Dataset items
* * *
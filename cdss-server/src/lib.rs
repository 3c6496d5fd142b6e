//! HTTP, CDS Hooks and command-line surface for the heart failure guideline
//! CDSS.
//!
//! - [`server`]: axum router with `/bot`, `/cds-services`, thread inspection
//!   and health
//! - [`cds`] / [`fhir`]: CDS Hooks discovery and cards, FHIR prefetch
//!   rendering
//! - [`config`] / [`pipeline`]: clap settings and wiring of the graph
//! - [`chat`]: terminal client for `/bot`

pub mod cds;
pub mod chat;
pub mod config;
pub mod fhir;
pub mod pipeline;
pub mod server;

pub use config::{Cli, Command, DEFAULT_THREAD_ID, Settings};
pub use server::{AppState, ServerConfig, app_router, run_server};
* * *
## Exercise directions:
Your answer must contain every line of the records, exactly.

## Exercise answer:
filename cdss-server/src/lib.rs
repository 3c6496d5fd142b6e
//! HTTP, CDS Hooks and command-line surface for the heart failure guideline
//! CDSS.
//!
//! - [`server`]: axum router with `/bot`, `/cds-services`, thread inspection
//!   and health
//! - [`cds`] / [`fhir`]: CDS Hooks discovery and cards, FHIR prefetch
//!   rendering
//! - [`config`] / [`pipeline`]: clap settings and wiring of the graph
//! - [`chat`]: terminal client for `/bot`

pub mod cds;
pub mod chat;
pub mod config;
pub mod fhir;
pub mod pipeline;
pub mod server;

pub use config::{Cli, Command, DEFAULT_THREAD_ID, Settings};
pub use server::{AppState, ServerConfig, app_router, run_server};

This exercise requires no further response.